Functional magnetic resonance imaging (fMRI) to measure effects of FC from deep brain regions
Thermal imaging to measure the spatial spread of temperature changes produced by physiological stimulation and focal cortical epilepsy
Post mortem histology will be performed after each experiment to asses any tissue damage caused by the FC treatment.

(ii) Apply the optimised FC method to an acute model of focal cortical epilepsy at time points relative to the clinic. The 4-AP model of focal cortical epilepsy has already been developed in Sheffield and a senior post doc is named on the application.

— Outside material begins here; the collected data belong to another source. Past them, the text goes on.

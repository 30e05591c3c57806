//! Aligned table printing for listings.

use std::io::{self, Write};

#[derive(Debug, Clone, Copy, PartialEq, Eq)]
pub enum Alignment {
    Left,
    Right,
}

/// Collects rows of cells and prints them with per-column alignment.
#[derive(Debug)]
pub struct ConsoleTable {
    alignments: Vec<Alignment>,
    rows: Vec<Vec<String>>,
}

impl ConsoleTable {
    pub fn new(alignments: &[Alignment]) -> Self {
        Self {
            alignments: alignments.to_vec(),
            rows: Vec::new(),
        }
    }

    pub fn row<I, S>(&mut self, cells: I)
    where
        I: IntoIterator<Item = S>,
        S: Into<String>,
    {
        let cells: Vec<String> = cells.into_iter().map(Into::into).collect();
        debug_assert_eq!(cells.len(), self.alignments.len());
        self.rows.push(cells);
    }

    pub fn print(&self, out: &mut impl Write) -> io::Result<()> {
        let mut widths = vec![0usize; self.alignments.len()];
        for row in &self.rows {
            for (i, cell) in row.iter().enumerate() {
                widths[i] = widths[i].max(cell.len());
            }
        }

        for row in &self.rows {
            let mut line = String::new();
            for (i, cell) in row.iter().enumerate() {
                if i > 0 {
                    line.push_str("  ");
                }
                match self.alignments[i] {
                    Alignment::Right => {
                        for _ in cell.len()..widths[i] {
                            line.push(' ');
                        }
                        line.push_str(cell);
                    }
                    Alignment::Left => {
                        line.push_str(cell);
                        for _ in cell.len()..widths[i] {
                            line.push(' ');
                        }
                    }
                }
            }
            writeln!(out, "{}", line.trim_end())?;
        }
        Ok(())
    }
}

#[cfg(test)]
mod test {
    use pretty_assertions::assert_eq;

    use super::{Alignment, ConsoleTable};

    #[test]
    fn columns_are_padded_per_alignment() {
        let mut table = ConsoleTable::new(&[Alignment::Right, Alignment::Left]);
        table.row(["Size", "Filename"]);
        table.row(["5", "a.txt"]);
        table.row(["12345", "longer/name.txt"]);

        let mut out = Vec::new();
        table.print(&mut out).unwrap();

        let text = String::from_utf8(out).unwrap();
        assert_eq!(
            text,
            " Size  Filename\n\
             \u{20}   5  a.txt\n\
             12345  longer/name.txt\n"
        );
    }

    #[test]
    fn trailing_whitespace_is_trimmed() {
        let mut table = ConsoleTable::new(&[Alignment::Left]);
        table.row(["short"]);
        table.row(["a much longer cell"]);

        let mut out = Vec::new();
        table.print(&mut out).unwrap();
        assert_eq!(
            String::from_utf8(out).unwrap(),
            "short\na much longer cell\n"
        );
    }
}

The projects main aim is to understand how focal cooling (FC) works and to optimise its use for the treatment of focal cortical epilepsy. This is a basic science application that has a strong translational component and that is to underpin and refine FC strategies that are currently being proposed for clinical trials with little or no pre-clinical optimisation. The medical, economic, ethical and social impacts of this work will be as follows.

Medical Impact
This research will have two medical impacts the first is that it will assess how useful FC treatment can be using clinically relevant timings for intervention for epilepsy. In this way we will set up criteria that clinical applications will need to meet to translate FC treatment to humans with the best chance of success. The second aspect of research is that the FC may resolve the role played by temperature changes in cerebral pathology. This may extend to many brain disorders in which temperature changes are known to occur such as stroke and traumatic brain injury and lead to new potential treatments. Professor Theodore Schwartz, a named collaborator on this application and a world leading epilepsy neurosurgeon will provide guidance ensure all relevant translational findings of this research are disseminated to the medical community.

Economic Impact
Although this research has no direct commercial component at present the results may lead to new treatment strategies being developed to alleviate the chronic effects of acute epilepsy all of which have significant economic drains on society in terms of caring for these patients. If we can establish a treatment that alleviates all or some of these effects patients will be able to lead productive lives more quickly after the disease has been treated.

Ethical Impact
This research will closely adhere to the principals of the 3R's (reduction, refinement and replacement) for all experimental procedures performed as part of the project. By using multi-modal procedures for the acute animal experiments we will be able to collect a large amount of data from each subject; previously these experiments were carried out in isolation greatly increasing animal numbers used. All ethical permissions for this research are in place.

Social Impact
The research team in Sheffield has a program of outreach to explain the research that we perform and how important it is to society. This project is to develop and refine one of the most promising (and few) treatments for epilepsy that can be performed after the initial brain injury. Many people in society will know the devastating social effects of acute epilepsy not only to the patient but their immediate family and friends. This will be an opportunity to explain to the public the research we do and why it is important. Over the past 12 months researchers in Dr Berwick's team have been actively involved in European researcher's night, to present our findings to the local community in an interactive and fun way. We have also requested £500 per year to further fund these activities including the purchase of interactive 'brain games' and to fund travel costs to local schools.